A group of people waited for me on a platform jutting out of the main castle. I thought about hitting the ground hard, cratering the pretty tiles and scattering the onlookers, but that was for a person trying to look strong from a position of weakness. I didn’t need that shit. I landed softly, a cloud of debris wafting around me, and without waiting for my escort, walked towards the group. There were a dozen supers standing there, flooding my targeting computer, but I ignored the readouts, because standing in the middle of the bunch was Primal.
Compared to the bright spandex and leather of the supers accompanying him, he was thoroughly unassuming. Primal wore a thick, black wool coat to protect against the chill and the elements. His face was dark, lined with scars like some topographical map, and he wore his gray hair short and scraggly. A shade over six feet, with squared shoulders, he seemed to hunch, as if trying to disappear amongst the peacock supers surrounding him. And he would have, if not for the blue glow of his eyes. They were tiny, deep set in that scarred face, like portals to another dimension.
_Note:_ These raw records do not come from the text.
//! InMemoryEventBus - 開発・テスト用のイベントバス
//!
//! # 実装詳細
//! - event type ごとに listener を保持（Mutex で排他制御）
//! - emit は listener 一覧を clone してから lock を外して呼び出す
//!   （listener の中から emit / subscribe しても deadlock しない）
//! - emit されたイベントは履歴として残る（トレース確認用）

use std::collections::HashMap;
use std::sync::{Mutex, MutexGuard, PoisonError};

use tracing::trace;

use crate::domain::{DomainEvent, EventType, SubscriptionId};
use crate::ports::{EventBus, EventListener};

#[derive(Default)]
struct BusState {
    listeners: HashMap<EventType, Vec<(SubscriptionId, EventListener)>>,
    history: Vec<DomainEvent>,
}

#[derive(Default)]
pub struct InMemoryEventBus {
    state: Mutex<BusState>,
}

impl InMemoryEventBus {
    pub fn new() -> Self {
        Self::default()
    }

    fn lock(&self) -> MutexGuard<'_, BusState> {
        self.state.lock().unwrap_or_else(PoisonError::into_inner)
    }

    /// Every event emitted so far, in order.
    pub fn emitted(&self) -> Vec<DomainEvent> {
        self.lock().history.clone()
    }

    pub fn subscriber_count(&self, event_type: &EventType) -> usize {
        self.lock().listeners.get(event_type).map_or(0, Vec::len)
    }
}

impl EventBus for InMemoryEventBus {
    fn subscribe(&self, event_type: &EventType, listener: EventListener) -> SubscriptionId {
        let id = SubscriptionId::generate();
        self.lock()
            .listeners
            .entry(event_type.clone())
            .or_default()
            .push((id, listener));
        trace!(%event_type, subscription_id = %id, "subscribed");
        id
    }

    fn unsubscribe(&self, id: SubscriptionId) {
        let mut state = self.lock();
        for list in state.listeners.values_mut() {
            list.retain(|(sid, _)| *sid != id);
        }
        state.listeners.retain(|_, list| !list.is_empty());
    }

    fn emit(&self, event: DomainEvent) {
        let event_type = event.event_type();
        let listeners: Vec<EventListener> = {
            let mut state = self.lock();
            state.history.push(event.clone());
            state
                .listeners
                .get(&event_type)
                .map(|list| list.iter().map(|(_, l)| l.clone()).collect())
                .unwrap_or_default()
        };
        trace!(%event_type, listeners = listeners.len(), "emit");
        for listener in listeners {
            listener(event.clone());
        }
    }
}

#[cfg(test)]
mod tests {
    use super::*;
    use crate::domain::{Actor, EventPayload};
    use serde_json::json;
    use std::sync::Arc;
    use std::sync::atomic::{AtomicUsize, Ordering};

    fn custom(name: &str) -> DomainEvent {
        DomainEvent::new(
            EventPayload::Custom {
                name: name.into(),
                data: json!({}),
            },
            Actor::system(),
        )
    }

    fn counting_listener(counter: &Arc<AtomicUsize>) -> EventListener {
        let counter = counter.clone();
        Arc::new(move |_| {
            counter.fetch_add(1, Ordering::SeqCst);
        })
    }

    #[test]
    fn delivers_only_to_matching_type() {
        let bus = InMemoryEventBus::new();
        let hits = Arc::new(AtomicUsize::new(0));
        bus.subscribe(&EventType::new("a"), counting_listener(&hits));

        bus.emit(custom("a"));
        bus.emit(custom("b"));

        assert_eq!(hits.load(Ordering::SeqCst), 1);
        assert_eq!(bus.emitted().len(), 2);
    }

    #[test]
    fn unsubscribe_stops_delivery() {
        let bus = InMemoryEventBus::new();
        let hits = Arc::new(AtomicUsize::new(0));
        let e = EventType::new("a");
        let id = bus.subscribe(&e, counting_listener(&hits));
        assert_eq!(bus.subscriber_count(&e), 1);

        bus.unsubscribe(id);
        bus.unsubscribe(id);
        bus.emit(custom("a"));

        assert_eq!(hits.load(Ordering::SeqCst), 0);
        assert_eq!(bus.subscriber_count(&e), 0);
    }

    #[test]
    fn listeners_may_emit_reentrantly() {
        let bus = Arc::new(InMemoryEventBus::new());
        let hits = Arc::new(AtomicUsize::new(0));
        bus.subscribe(&EventType::new("second"), counting_listener(&hits));

        let inner = bus.clone();
        bus.subscribe(
            &EventType::new("first"),
            Arc::new(move |_| inner.emit(custom("second"))),
        );
        bus.emit(custom("first"));

        assert_eq!(hits.load(Ordering::SeqCst), 1);
    }
}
“That’s enough, Blackjack,” one super said, stepping in my way. I took one last step, so we were close, inches apart. He was bigger than me, with a blue and white costume that sported a long, flowing cape. The readout in my goggles read, “Father Superior,” but I didn’t bother with the rest of the information it was giving me, nor did I even care to let my brain scramble for whatever vestiges of data I had stored.  
I looked past him at Primal, and the old guy seemed content to let it play out. It was prison logic, I had to prove myself by breaking one of his big guys over my knee. I let my eyes focus on the foppish prick, a scowl parading across my face. “Pretty little outfit,” I said, surprised by the charged energy in my voice.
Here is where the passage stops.